About The Yard• Publisher: Speaking Tiger Books; 1 edition (April 5, 2016)
• Publication Date: April 5, 2016
A story of love and redemption, set in Trinidad, that exposes the fault lines in Indo-Muslim culture. Behrooz is brought to a familial complex, The Yard, to live with a devout and extended family, where he struggles to belong. He forms a childish alliance with Maya, a wilful and rebellious girl, and his guardian’s daughter. After they share a night of adolescent tenderness, Maya, fearing retribution, flees to London. Behrooz painstakingly rebuilds his life and marries another. When tragedy strikes, Maya returns to her childhood home. There, she and Behrooz must face up to old demons. Can their love endure? Even after Maya is dealt the most righteous” blow of all?
A haunting tale of family, commitment, love...and being true to yourself. --Roslyn Carrington, author of A Thirst for Rain
The author’s voice speaks in warm and sometimes cold filmic pictures of the universal language of love, honour, commitment, belief and family. When a remote outsider, a young boy, is drawn into and under the beguiling machinations of a devout extended family, there’s disruption in their cultural fabric and hierarchy, that challenges the decisions of a determined young girl’s head and heart. --Peter Jarrette - Author of Brighton Babylon
On a gem of an island, in a private family enclave, boy — orphaned, rough, longing for acceptance — meets girl — sophisticated, manipulative, afraid of tenderness. The Yard is a sensitive tale of romance, hurt and forgiveness skillfully spun by emergent author Aliyyah Eniath. --Barbara Bamberger Scott — Editor, A Woman’s Write
There were things that I loved about the book, and there were things that I really didn't love. THE YARD is the story of one family's compound in Trinidad, where are entire family lives and plays and raises their children. Mostly, this is the story of Behrooz, an orphaned boy who does not remember his family, and Maya, one of the children who lives in the yard. Maya's father brings Behrooz home and raises him as one of their own. Maya and Behrooz form a special bond, but when this bond develops into something that frightens Maya she takes off and leaves him to move on without her.

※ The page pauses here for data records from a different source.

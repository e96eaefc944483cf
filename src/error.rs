use crate::{
    config::ConfigError, engine::EngineError, formats::FormatError, job::JobError,
    otf::OtfError, report::ReportError,
};

#[derive(thiserror::Error, Debug)]
pub enum Error {
    #[error("Error in the `config` module")]
    Config(#[from] ConfigError),
    #[error("Error in the `formats` module")]
    Format(#[from] FormatError),
    #[error("Error in the `otf` module")]
    Otf(#[from] OtfError),
    #[error("Error in the `engine` module")]
    Engine(#[from] EngineError),
    #[error("Error in the `job` module")]
    Job(#[from] JobError),
    #[error("Error in the `report` module")]
    Report(#[from] ReportError),
}

/// Renders an error and its source chain on a single line, outermost first.
pub fn error_chain(error: &dyn std::error::Error) -> String {
    let mut text = error.to_string();
    let mut current = error.source();
    while let Some(cause) = current {
        text.push_str(": ");
        text.push_str(&cause.to_string());
        current = cause.source();
    }
    text
}

#[cfg(test)]
mod tests {
    use super::*;

    #[test]
    fn chains_render_outermost_first() {
        let inner = std::io::Error::new(std::io::ErrorKind::NotFound, "no such file");
        let outer = FormatError::Io {
            path: "cell.dv".into(),
            source: inner,
        };
        let text = error_chain(&outer);
        assert!(text.starts_with("failed to access cell.dv"));
        assert!(text.ends_with("no such file"));
    }
}
use std::path::PathBuf;
use std::sync::Arc;
use std::time::Duration;

use sim_recon::{
    CommandEngine, CommandReader, ConfigStore, FormatBridge, Layer, OtfCache, OtfManager,
};
use structopt::StructOpt;

#[derive(Debug, StructOpt)]
#[structopt(name = "sim-otf", about = "Derive an OTF from a PSF capture")]
struct Opt {
    /// PSF capture
    psf: PathBuf,
    /// Directory the OTF lands in; next to the PSF if unset
    #[structopt(short, long)]
    output: Option<PathBuf>,
    /// Preset file, repeatable, lowest precedence first
    #[structopt(short = "c", long = "preset")]
    presets: Vec<PathBuf>,
    /// Per-run parameter override, as `KEY=VALUE`
    #[structopt(short = "s", long = "set")]
    sets: Vec<String>,
    /// OTF generation executable
    #[structopt(long, default_value = "makeotf")]
    otf_bin: PathBuf,
    /// DV header probe executable
    #[structopt(long, default_value = "dvheader")]
    probe_bin: PathBuf,
    /// DV to MRC converter executable
    #[structopt(long, default_value = "dv2mrc")]
    convert_bin: PathBuf,
    /// Engine wall-clock ceiling in seconds
    #[structopt(long)]
    timeout: Option<u64>,
}

fn main() -> anyhow::Result<()> {
    env_logger::init();
    let opt = Opt::from_args();

    let mut store = ConfigStore::new();
    for preset in &opt.presets {
        store = store.preset_file(preset)?;
    }
    if !opt.sets.is_empty() {
        let mut layer = Layer::overrides();
        for raw in &opt.sets {
            let (key, value) = Layer::parse_assignment(raw)?;
            layer = layer.set(key, value);
        }
        store = store.overrides(layer);
    }
    let params = store.resolve()?;

    let bridge = FormatBridge::new(Arc::new(CommandReader::new(
        &opt.probe_bin,
        &opt.convert_bin,
    )));
    // only the OTF operation is exercised here
    let mut engine = CommandEngine::new(&opt.otf_bin, &opt.otf_bin);
    if let Some(secs) = opt.timeout {
        engine = engine.timeout(Duration::from_secs(secs));
    }
    let mut manager = OtfManager::new(Arc::new(OtfCache::new())).psf(&opt.psf);
    if let Some(dir) = &opt.output {
        manager = manager.otf_dir(dir);
    }

    let handle = manager.get_or_build(&params, &bridge, &engine)?;
    println!("{}", handle.path.display());
    Ok(())
}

I enjoyed the story of Maya and Behrooz very much. While I had a difficult time liking Maya as a character, as she is quite vicious and unpleasant, I enjoyed watching the bond that forms between the two grow as they grew older. I enjoyed the descriptions of life in Trinidad, as I always enjoy learning about foreign cultures.
I did think that there were too many people talked about in the book and I often had a hard time keeping them all separate. Some were mentioned a few times, some only once or twice. As a result, when someone was mentioned I often wasn't sure exactly who it was or where they belonged in the compund. That format could have worked better if perhaps one chapter was dedicated to one person. As it was, the focus was on Behrooz and Maya and I would have preferred just hearing about those two. I also felt that the ending was sped up too much for me. There was a lot of focus on Behrooz and Maya's childhood and young adulthood and then very large periods of time were skipped over to get to the conclusion.
Ultimately this was an enjoyable book, and with a few tweaks I would have enjoyed it more. The ending was good, the writing was compelling, and the descriptions of Trinidad were insightful.
Aliyyah Eniath was born in Trinidad and Tobago; her ancestors hailed from Uttar Pradesh, India. She's a director at Safari Publications, a magazine publishing house, and founder/editor-in- chief of Belle Weddings (Caribbean) magazine.
Her debut novel The Yard (literary, romance) is published by Speaking Tiger Books in both paperback and ebook formats.
She explores the ideas of breaking free from imposed boundaries (familial or otherwise), understanding and feeling supported in who you are, overcoming self-doubt, and finally being true to yourself. Her writing looks at strict religious ideologies and their potential consequences and begs for a softer approach and innate understanding and compassion towards every human being.
She writes from the perspective of East Indians whose forefathers were brought to Trinidad from India through the British colonial indentureship scheme in 1845.